Here is a list of stocks with an above 5% expected next quarter sales growth, and a 3% or higher return on equity. May these stocks be a good medium-term investment option?

1. Ladder Capital Corp (LADR)

55.7% sales growth and 7.84% return on equity

Ladder Capital Corp operates as a real estate investment trust in the United States. The company operates through three segments: Loans, Securities, and Real Estate. The Loans segment originates conduit first mortgage loans that are secured by cash-flowing commercial real estate; and originates and invests in balance sheet first mortgage loans secured by commercial real estate properties that are undergoing transition, including lease-up, sell-out, and renovation or repositioning. It also invests in note purchase financings, subordinated debt, mezzanine debt, and other structured finance products related to commercial real estate. The Securities segment invests in commercial mortgage-backed securities and the U.S. Agency Securities. This segment also invests in corporate bonds and real estate related equity investments. The Real Estate segment owns and invests in a portfolio of commercial and residential real estate properties, such as leased properties, student housing portfolio, industrial buildings, office buildings, shopping center, and condominium units. The company qualifies as a real estate investment trust for federal income tax purposes. It generally would not be subject to federal corporate income taxes if it distributes at least 90% of its taxable income to its stockholders. The company was founded in 2008 and is headquartered in New York, New York.

Earnings per Share

Ladder Capital Corp’s trailing 12 months earnings per share (EPS) is $0.87

PE Ratio

Ladder Capital Corp’s trailing 12-month price-earnings ratio is 12.67. The purchaser of the shares is therefore investing $12.67 per dollar in annual earnings.

For the 12 trailing months, the company’s return-on-equity, which is a measure of the business’ profitability relative to shareholders’ equity, was 7.84%.

Revenue growth

The year-over-year growth in quarterly revenue was 38.4%. We now have 289.1M in the 12 trailing months.

2. Titan Machinery (TITN)

28% sales growth and 20.03% return on equity

Titan Machinery Inc. owns and operates a network of full-service agricultural and construction equipment stores in the United States and Europe. It operates through three segments: Agriculture, Construction, and International. The company sells new and used equipment, including agricultural and construction equipment manufactured under the CNH Industrial family of brands, as well as equipment from various other manufacturers. Its agricultural equipment includes machinery and attachments for use in the production of food, fiber, feed grain, and renewable energy; and home and garden applications, as well as maintenance of commercial, residential, and government properties. The company's construction equipment comprises heavy construction machinery, light industrial machinery for commercial and residential construction, road and highway construction machinery, and energy and forestry operations equipment. It also sells maintenance and replacement parts.

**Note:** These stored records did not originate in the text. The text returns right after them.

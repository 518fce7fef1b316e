//! End-to-end session behavior against an in-memory remote

use async_trait::async_trait;
use base64::Engine;
use base64::engine::general_purpose::STANDARD;
use repoguard::config::ScanConfig;
use repoguard::error::ScanError;
use repoguard::github::{
    ApiError, ContentResponse, RepoApi, RepositoryRef, TreeEntry, TreeListing,
};
use repoguard::report::{ScanReport, Verdict};
use repoguard::rules::{Category, RuleSet, Severity};
use repoguard::scanner::worst_issue;
use repoguard::session::{ScanOrchestrator, ScanStatus};
use std::collections::{HashMap, VecDeque};
use std::sync::atomic::{AtomicUsize, Ordering};
use std::sync::{Arc, Mutex};
use std::time::Duration;

#[derive(Debug, Clone)]
enum FakeFile {
    Text(String),
    Bytes(Vec<u8>),
    Status(u16),
    Unauthorized,
    /// Rate limited this many times, then served
    RateLimited(usize, String),
}

#[derive(Default)]
struct FakeApi {
    default_branch: Option<String>,
    trees: HashMap<String, TreeListing>,
    files: HashMap<String, FakeFile>,
    latency: Duration,
    /// Returned, in order, by the first tree calls
    tree_errors: Mutex<VecDeque<ApiError>>,
    tree_latency: Duration,
    default_branch_error: Option<ApiError>,
    tree_calls: AtomicUsize,
    in_flight: AtomicUsize,
    peak: AtomicUsize,
    content_calls: AtomicUsize,
    rate_limit_hits: Mutex<HashMap<String, usize>>,
}

impl FakeApi {
    fn new() -> Self {
        Self::default()
    }

    fn branch(mut self, branch: &str, entries: Vec<TreeEntry>) -> Self {
        self.trees.insert(
            branch.to_string(),
            TreeListing {
                sha: Some(format!("sha-{branch}")),
                tree: entries,
                truncated: false,
            },
        );
        self
    }

    fn file(mut self, path: &str, file: FakeFile) -> Self {
        self.files.insert(path.to_string(), file);
        self
    }

    fn text(self, path: &str, text: &str) -> Self {
        self.file(path, FakeFile::Text(text.to_string()))
    }

    fn latency(mut self, latency: Duration) -> Self {
        self.latency = latency;
        self
    }

    fn truncated(mut self, branch: &str) -> Self {
        if let Some(listing) = self.trees.get_mut(branch) {
            listing.truncated = true;
        }
        self
    }

    fn tree_error(self, error: ApiError) -> Self {
        self.tree_errors.lock().unwrap().push_back(error);
        self
    }

    fn tree_latency(mut self, latency: Duration) -> Self {
        self.tree_latency = latency;
        self
    }

    fn tree_calls(&self) -> usize {
        self.tree_calls.load(Ordering::SeqCst)
    }

    fn calls(&self) -> usize {
        self.content_calls.load(Ordering::SeqCst)
    }
}

fn encoded(bytes: &[u8]) -> ContentResponse {
    ContentResponse {
        content: Some(STANDARD.encode(bytes)),
        encoding: Some("base64".to_string()),
        size: bytes.len() as u64,
        ..ContentResponse::default()
    }
}

#[async_trait]
impl RepoApi for FakeApi {
    async fn default_branch(&self, _repo: &RepositoryRef) -> Result<Option<String>, ApiError> {
        match &self.default_branch_error {
            Some(err) => Err(err.clone()),
            None => Ok(self.default_branch.clone()),
        }
    }

    async fn tree(&self, _repo: &RepositoryRef, branch: &str) -> Result<TreeListing, ApiError> {
        self.tree_calls.fetch_add(1, Ordering::SeqCst);
        tokio::time::sleep(self.tree_latency).await;
        let queued = self.tree_errors.lock().unwrap().pop_front();
        if let Some(err) = queued {
            return Err(err);
        }
        self.trees
            .get(branch)
            .cloned()
            .ok_or_else(|| ApiError::NotFound(branch.to_string()))
    }

    async fn content(
        &self,
        _repo: &RepositoryRef,
        _git_ref: &str,
        path: &str,
    ) -> Result<ContentResponse, ApiError> {
        self.content_calls.fetch_add(1, Ordering::SeqCst);
        let now = self.in_flight.fetch_add(1, Ordering::SeqCst) + 1;
        self.peak.fetch_max(now, Ordering::SeqCst);
        tokio::time::sleep(self.latency).await;
        self.in_flight.fetch_sub(1, Ordering::SeqCst);

        match self.files.get(path) {
            Some(FakeFile::Text(text)) => Ok(encoded(text.as_bytes())),
            Some(FakeFile::Bytes(bytes)) => Ok(encoded(bytes)),
            Some(FakeFile::Status(status)) => Err(ApiError::Status {
                status: *status,
                message: "upstream error".to_string(),
            }),
            Some(FakeFile::Unauthorized) => Err(ApiError::Unauthorized),
            Some(FakeFile::RateLimited(times, text)) => {
                let mut hits = self.rate_limit_hits.lock().unwrap();
                let seen = hits.entry(path.to_string()).or_default();
                if *seen < *times {
                    *seen += 1;
                    Err(ApiError::RateLimited { retry_after: None })
                } else {
                    Ok(encoded(text.as_bytes()))
                }
            }
            None => Err(ApiError::NotFound(path.to_string())),
        }
    }
}

fn scan_config(max_concurrency: usize) -> ScanConfig {
    ScanConfig {
        max_concurrency,
        batch_pause_ms: 0,
        rate_limit_backoff_ms: 5,
        ..ScanConfig::default()
    }
}

fn orchestrator(api: Arc<FakeApi>) -> ScanOrchestrator {
    ScanOrchestrator::new(api, Arc::new(RuleSet::builtin().unwrap()))
}

fn repo() -> RepositoryRef {
    RepositoryRef::new("octo", "demo")
}

const LEAKED_KEY_LINE: &str = "API_KEY = \"sk-abcdEFGH1234567890abcd\"\n";

#[tokio::test]
async fn test_secret_in_source_file() {
    let api = Arc::new(
        FakeApi::new()
            .branch("main", vec![TreeEntry::blob("app.py", 40)])
            .text("app.py", LEAKED_KEY_LINE),
    );
    let snapshot = orchestrator(api).start_scan(repo(), &scan_config(4)).wait().await;

    assert_eq!(snapshot.status, ScanStatus::Complete);
    let issues = &snapshot.issues.by_path["app.py"];
    assert_eq!(issues.len(), 1);
    assert_eq!(issues[0].line, 1);
    assert_eq!(issues[0].severity, Severity::High);
    assert_eq!(issues[0].category, Category::Secrets);
    assert_eq!(snapshot.issues.totals.high, 1);
}

#[tokio::test]
async fn test_env_file_has_no_secret_issues() {
    let api = Arc::new(
        FakeApi::new()
            .branch("main", vec![TreeEntry::blob(".env", 40), TreeEntry::blob("config/prod.env", 60)])
            .text(".env", LEAKED_KEY_LINE)
            .text("config/prod.env", "API_KEY=sk-abcdEFGH1234567890abcd\nrun = eval(payload)\n"),
    );
    let snapshot = orchestrator(api).start_scan(repo(), &scan_config(4)).wait().await;

    assert_eq!(snapshot.status, ScanStatus::Complete);
    assert_eq!(snapshot.files_scanned, 2);
    assert!(snapshot.issues.by_path[".env"].is_empty());

    let prod = &snapshot.issues.by_path["config/prod.env"];
    assert!(prod.iter().all(|issue| issue.category != Category::Secrets));
    assert!(prod.iter().any(|issue| issue.category == Category::Insecure));
}

#[tokio::test]
async fn test_auth_failure_stops_the_scan() {
    let mut entries = Vec::new();
    let mut api = FakeApi::new();
    for i in 0..5 {
        let path = format!("f{i}.py");
        entries.push(TreeEntry::blob(&path, 10));
        api = api.file(&path, FakeFile::Unauthorized);
    }
    let api = Arc::new(api.branch("main", entries));

    let snapshot = orchestrator(api.clone()).start_scan(repo(), &scan_config(1)).wait().await;

    assert_eq!(snapshot.status, ScanStatus::Error);
    assert_eq!(snapshot.error, Some(ScanError::AuthExpired));
    assert_eq!(snapshot.files_scanned, 0);
    assert_eq!(snapshot.files_total, 5);

    tokio::time::sleep(Duration::from_millis(30)).await;
    assert_eq!(api.calls(), 1, "no fetch may follow a rejected token");
}

#[tokio::test]
async fn test_auth_failure_freezes_progress_mid_scan() {
    let api = Arc::new(
        FakeApi::new()
            .branch(
                "main",
                vec![
                    TreeEntry::blob("a.py", 1),
                    TreeEntry::blob("b.py", 1),
                    TreeEntry::blob("c.py", 1),
                    TreeEntry::blob("d.py", 1),
                ],
            )
            .text("a.py", "ok = 1\n")
            .text("b.py", "ok = 2\n")
            .file("c.py", FakeFile::Unauthorized)
            .text("d.py", "ok = 4\n"),
    );
    let handle = orchestrator(api.clone()).start_scan(repo(), &scan_config(1));
    let snapshot = handle.wait().await;

    assert_eq!(snapshot.status, ScanStatus::Error);
    assert_eq!(snapshot.files_scanned, 2);
    assert!(!snapshot.issues.by_path.contains_key("d.py"));
    assert_eq!(api.calls(), 3);
}

#[tokio::test(flavor = "multi_thread", worker_threads = 4)]
async fn test_concurrency_is_bounded() {
    let mut entries = Vec::new();
    let mut api = FakeApi::new().latency(Duration::from_millis(10));
    for i in 0..50 {
        let path = format!("src/module_{i:02}.py");
        entries.push(TreeEntry::blob(&path, 20));
        api = api.text(&path, "def handler():\n    return 1\n");
    }
    let api = Arc::new(api.branch("main", entries));

    let snapshot = orchestrator(api.clone()).start_scan(repo(), &scan_config(10)).wait().await;

    assert_eq!(snapshot.status, ScanStatus::Complete);
    assert_eq!(snapshot.files_scanned, 50);
    assert_eq!(snapshot.files_total, 50);
    let peak = api.peak.load(Ordering::SeqCst);
    assert!(peak <= 10, "peak in-flight fetches was {peak}");
    assert_eq!(api.calls(), 50);
}

#[tokio::test]
async fn test_cancel_mid_scan_freezes_results() {
    let mut entries = Vec::new();
    let mut api = FakeApi::new().latency(Duration::from_millis(15));
    for i in 0..50 {
        let path = format!("f{i:02}.js");
        entries.push(TreeEntry::blob(&path, 20));
        api = api.text(&path, "// TODO tidy\n");
    }
    let api = Arc::new(api.branch("main", entries));
    let orchestrator = orchestrator(api.clone());
    let handle = orchestrator.start_scan(repo(), &scan_config(5));

    let mut progress = orchestrator.subscribe_progress(&handle);
    while let Some(tick) = progress.next().await {
        if tick.files_scanned >= 20 {
            orchestrator.cancel_scan(&handle);
            break;
        }
    }

    let frozen = handle.snapshot();
    assert_eq!(frozen.status, ScanStatus::Cancelled);
    assert!(frozen.files_scanned >= 20 && frozen.files_scanned < 50);

    // In-flight fetches finish; none of their results may land
    tokio::time::sleep(Duration::from_millis(120)).await;
    let later = handle.snapshot();
    assert_eq!(later.files_scanned, frozen.files_scanned);
    assert_eq!(later.issues, frozen.issues);
    assert_eq!(later.issues.by_path.len(), frozen.files_scanned);
    assert!(api.calls() < 50);
}

#[tokio::test]
async fn test_progress_stream_is_monotonic_and_ends() {
    let mut entries = Vec::new();
    let mut api = FakeApi::new().latency(Duration::from_millis(2));
    for i in 0..8 {
        let path = format!("f{i}.py");
        entries.push(TreeEntry::blob(&path, 5));
        api = api.text(&path, "x = 1\n");
    }
    let orchestrator = orchestrator(Arc::new(api.branch("main", entries)));
    let handle = orchestrator.start_scan(repo(), &scan_config(3));

    let mut stream = handle.subscribe_progress();
    let mut last = 0;
    let mut final_status = None;
    while let Some(tick) = stream.next().await {
        assert!(tick.files_scanned >= last);
        last = tick.files_scanned;
        final_status = Some(tick.status);
    }
    assert_eq!(final_status, Some(ScanStatus::Complete));
    assert_eq!(last, 8);
}

#[tokio::test]
async fn test_zero_candidates_complete_immediately() {
    let api = Arc::new(
        FakeApi::new().branch("main", vec![TreeEntry::blob("logo.png", 500), TreeEntry::tree("assets")]),
    );
    let snapshot = orchestrator(api.clone()).start_scan(repo(), &scan_config(4)).wait().await;

    assert_eq!(snapshot.status, ScanStatus::Complete);
    assert_eq!(snapshot.files_total, 0);
    assert!(snapshot.issues.by_path.is_empty());
    assert_eq!(snapshot.issues.total_issues(), 0);
    assert_eq!(api.calls(), 0);
    assert_eq!(snapshot.tree.len(), 2);
}

#[tokio::test]
async fn test_branch_fallback_and_default_branch() {
    let api = Arc::new(
        FakeApi::new()
            .branch("master", vec![TreeEntry::blob("a.py", 1)])
            .text("a.py", "x = 1\n"),
    );
    let snapshot = orchestrator(api).start_scan(repo(), &scan_config(2)).wait().await;
    assert_eq!(snapshot.status, ScanStatus::Complete);
    assert_eq!(snapshot.branch.as_deref(), Some("master"));

    let mut api = FakeApi::new()
        .branch("trunk", vec![TreeEntry::blob("a.py", 1)])
        .text("a.py", "x = 1\n");
    api.default_branch = Some("trunk".to_string());
    let snapshot = orchestrator(Arc::new(api)).start_scan(repo(), &scan_config(2)).wait().await;
    assert_eq!(snapshot.branch.as_deref(), Some("trunk"));
}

In addition, the company offers repair and maintenance services that include warranty repairs, off-site and on-site repair services, scheduling off-season maintenance services, and notifying customers of periodic service requirements; and training programs to customers. Further, it rents equipment; and provides ancillary equipment support services, such as equipment transportation, global positioning system signal subscriptions and other precision farming products, farm data management products, and CNH Industrial finance and insurance products. The company operates in Colorado, Iowa, Minnesota, Montana, Nebraska, North Dakota, South Dakota, Wisconsin, and Wyoming, the United States; and Bulgaria, Germany, Romania, Serbia, and Ukraine, Europe. Titan Machinery Inc. was founded in 1980 and is headquartered in West Fargo, North Dakota.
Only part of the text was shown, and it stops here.